■ **Data provided**
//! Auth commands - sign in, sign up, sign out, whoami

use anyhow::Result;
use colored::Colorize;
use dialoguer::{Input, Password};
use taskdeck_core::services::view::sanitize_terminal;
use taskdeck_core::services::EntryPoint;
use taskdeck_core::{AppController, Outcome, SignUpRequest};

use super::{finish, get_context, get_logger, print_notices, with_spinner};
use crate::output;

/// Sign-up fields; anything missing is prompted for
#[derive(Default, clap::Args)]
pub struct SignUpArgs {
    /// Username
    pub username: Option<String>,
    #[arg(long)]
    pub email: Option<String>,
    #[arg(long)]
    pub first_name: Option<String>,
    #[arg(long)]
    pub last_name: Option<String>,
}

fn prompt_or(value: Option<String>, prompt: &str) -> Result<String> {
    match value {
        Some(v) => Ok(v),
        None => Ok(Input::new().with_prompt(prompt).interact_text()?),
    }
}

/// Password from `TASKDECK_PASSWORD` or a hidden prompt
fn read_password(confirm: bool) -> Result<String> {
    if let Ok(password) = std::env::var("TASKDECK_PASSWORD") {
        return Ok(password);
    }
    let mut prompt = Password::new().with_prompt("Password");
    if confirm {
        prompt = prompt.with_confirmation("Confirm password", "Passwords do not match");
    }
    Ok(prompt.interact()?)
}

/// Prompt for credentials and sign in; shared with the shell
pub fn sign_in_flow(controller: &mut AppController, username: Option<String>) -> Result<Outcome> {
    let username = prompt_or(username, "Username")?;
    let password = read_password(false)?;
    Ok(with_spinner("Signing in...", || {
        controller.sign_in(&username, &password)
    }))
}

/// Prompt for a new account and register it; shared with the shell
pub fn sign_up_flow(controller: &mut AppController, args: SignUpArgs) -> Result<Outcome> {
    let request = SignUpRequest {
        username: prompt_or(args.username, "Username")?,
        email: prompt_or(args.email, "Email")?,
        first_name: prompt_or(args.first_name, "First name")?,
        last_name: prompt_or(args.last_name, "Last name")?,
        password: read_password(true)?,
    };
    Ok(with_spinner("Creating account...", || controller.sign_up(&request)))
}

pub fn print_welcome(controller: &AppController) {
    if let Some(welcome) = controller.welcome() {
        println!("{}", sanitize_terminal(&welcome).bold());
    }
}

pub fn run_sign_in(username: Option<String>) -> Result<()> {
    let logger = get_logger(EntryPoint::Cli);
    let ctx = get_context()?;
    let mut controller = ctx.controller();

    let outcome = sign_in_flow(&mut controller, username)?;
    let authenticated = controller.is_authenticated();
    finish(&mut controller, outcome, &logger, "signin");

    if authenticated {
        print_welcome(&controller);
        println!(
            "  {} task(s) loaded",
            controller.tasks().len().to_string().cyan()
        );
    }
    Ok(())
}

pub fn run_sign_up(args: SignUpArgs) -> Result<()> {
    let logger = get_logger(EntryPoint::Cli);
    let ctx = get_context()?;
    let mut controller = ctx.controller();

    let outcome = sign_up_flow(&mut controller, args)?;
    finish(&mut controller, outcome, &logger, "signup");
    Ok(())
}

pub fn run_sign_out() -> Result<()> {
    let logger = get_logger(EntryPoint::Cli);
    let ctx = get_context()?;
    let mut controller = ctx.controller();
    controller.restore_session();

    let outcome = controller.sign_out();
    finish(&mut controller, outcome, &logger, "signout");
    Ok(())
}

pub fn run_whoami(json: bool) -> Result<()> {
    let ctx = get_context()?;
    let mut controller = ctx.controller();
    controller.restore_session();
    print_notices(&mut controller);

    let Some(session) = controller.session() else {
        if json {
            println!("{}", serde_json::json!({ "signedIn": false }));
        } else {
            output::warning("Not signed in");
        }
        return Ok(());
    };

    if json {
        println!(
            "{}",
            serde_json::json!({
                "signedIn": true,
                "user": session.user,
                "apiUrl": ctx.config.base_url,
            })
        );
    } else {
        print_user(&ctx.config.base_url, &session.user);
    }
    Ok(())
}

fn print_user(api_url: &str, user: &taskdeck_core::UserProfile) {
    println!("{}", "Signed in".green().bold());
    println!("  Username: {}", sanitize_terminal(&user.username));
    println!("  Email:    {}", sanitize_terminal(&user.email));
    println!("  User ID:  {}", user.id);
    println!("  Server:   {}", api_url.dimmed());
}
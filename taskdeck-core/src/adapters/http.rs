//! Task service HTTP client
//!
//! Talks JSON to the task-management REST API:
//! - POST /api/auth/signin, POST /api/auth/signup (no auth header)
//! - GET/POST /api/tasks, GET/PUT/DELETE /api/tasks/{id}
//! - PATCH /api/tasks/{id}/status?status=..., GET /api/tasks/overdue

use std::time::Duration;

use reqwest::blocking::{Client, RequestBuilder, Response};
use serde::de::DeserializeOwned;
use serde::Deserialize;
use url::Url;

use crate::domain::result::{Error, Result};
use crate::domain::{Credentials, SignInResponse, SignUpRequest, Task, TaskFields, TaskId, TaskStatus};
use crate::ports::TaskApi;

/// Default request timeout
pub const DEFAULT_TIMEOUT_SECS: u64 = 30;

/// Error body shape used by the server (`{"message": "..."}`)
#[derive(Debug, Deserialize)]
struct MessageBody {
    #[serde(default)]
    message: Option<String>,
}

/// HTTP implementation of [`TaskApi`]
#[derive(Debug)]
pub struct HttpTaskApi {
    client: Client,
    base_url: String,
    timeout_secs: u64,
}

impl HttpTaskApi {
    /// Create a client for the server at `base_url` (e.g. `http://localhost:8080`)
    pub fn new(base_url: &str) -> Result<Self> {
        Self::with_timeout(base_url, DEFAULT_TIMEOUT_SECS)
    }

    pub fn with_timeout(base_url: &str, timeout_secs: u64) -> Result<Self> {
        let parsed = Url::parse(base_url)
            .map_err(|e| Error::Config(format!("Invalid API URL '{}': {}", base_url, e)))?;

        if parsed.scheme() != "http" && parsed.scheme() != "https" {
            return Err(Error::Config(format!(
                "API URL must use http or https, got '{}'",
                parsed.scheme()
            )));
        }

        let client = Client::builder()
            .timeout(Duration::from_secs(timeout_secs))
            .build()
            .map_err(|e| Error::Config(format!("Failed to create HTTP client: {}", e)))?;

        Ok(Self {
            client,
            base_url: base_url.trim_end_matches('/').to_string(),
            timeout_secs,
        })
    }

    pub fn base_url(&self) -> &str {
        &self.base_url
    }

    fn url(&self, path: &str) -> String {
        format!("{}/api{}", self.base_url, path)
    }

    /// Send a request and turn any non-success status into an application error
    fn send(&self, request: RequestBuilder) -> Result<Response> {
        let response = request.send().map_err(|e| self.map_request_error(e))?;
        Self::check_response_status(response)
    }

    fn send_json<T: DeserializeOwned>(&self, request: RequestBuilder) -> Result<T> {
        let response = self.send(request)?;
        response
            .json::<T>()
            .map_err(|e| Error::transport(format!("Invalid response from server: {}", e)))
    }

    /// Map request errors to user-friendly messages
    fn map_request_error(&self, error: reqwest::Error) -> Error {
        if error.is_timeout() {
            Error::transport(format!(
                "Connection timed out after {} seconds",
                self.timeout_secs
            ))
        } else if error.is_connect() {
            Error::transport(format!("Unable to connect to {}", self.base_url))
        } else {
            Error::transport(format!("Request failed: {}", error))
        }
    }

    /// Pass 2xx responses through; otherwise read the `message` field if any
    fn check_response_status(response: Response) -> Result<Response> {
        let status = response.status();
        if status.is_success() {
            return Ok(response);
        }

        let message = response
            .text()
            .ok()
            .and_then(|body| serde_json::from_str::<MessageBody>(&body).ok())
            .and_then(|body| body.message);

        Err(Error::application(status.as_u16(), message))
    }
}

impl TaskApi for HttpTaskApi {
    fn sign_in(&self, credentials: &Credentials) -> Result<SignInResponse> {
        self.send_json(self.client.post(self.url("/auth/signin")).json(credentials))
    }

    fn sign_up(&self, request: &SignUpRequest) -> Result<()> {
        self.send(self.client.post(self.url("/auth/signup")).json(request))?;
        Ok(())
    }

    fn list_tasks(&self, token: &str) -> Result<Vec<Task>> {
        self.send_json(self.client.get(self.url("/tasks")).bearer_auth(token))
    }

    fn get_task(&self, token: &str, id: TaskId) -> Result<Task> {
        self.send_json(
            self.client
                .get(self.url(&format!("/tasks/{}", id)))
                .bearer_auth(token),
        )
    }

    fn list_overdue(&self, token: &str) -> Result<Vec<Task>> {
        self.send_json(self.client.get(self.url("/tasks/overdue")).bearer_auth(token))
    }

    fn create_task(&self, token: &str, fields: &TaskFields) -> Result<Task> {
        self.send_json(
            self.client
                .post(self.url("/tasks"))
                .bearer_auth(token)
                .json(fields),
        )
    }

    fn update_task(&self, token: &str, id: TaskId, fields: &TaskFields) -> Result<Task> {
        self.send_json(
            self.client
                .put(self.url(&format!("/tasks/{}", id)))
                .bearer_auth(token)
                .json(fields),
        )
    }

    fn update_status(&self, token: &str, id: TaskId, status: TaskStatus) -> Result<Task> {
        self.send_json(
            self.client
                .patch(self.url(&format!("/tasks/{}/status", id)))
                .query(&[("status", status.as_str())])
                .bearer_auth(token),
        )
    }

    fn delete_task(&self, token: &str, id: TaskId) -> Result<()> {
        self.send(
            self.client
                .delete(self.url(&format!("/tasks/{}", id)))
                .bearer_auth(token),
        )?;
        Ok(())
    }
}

■ **Work request**
Filtering the entries above by the word "TaskStatus", copy each line that matches.

■ **Solved exercise**
use crate::domain::{Credentials, SignInResponse, SignUpRequest, Task, TaskFields, TaskId, TaskStatus};
    fn update_status(&self, token: &str, id: TaskId, status: TaskStatus) -> Result<Task> {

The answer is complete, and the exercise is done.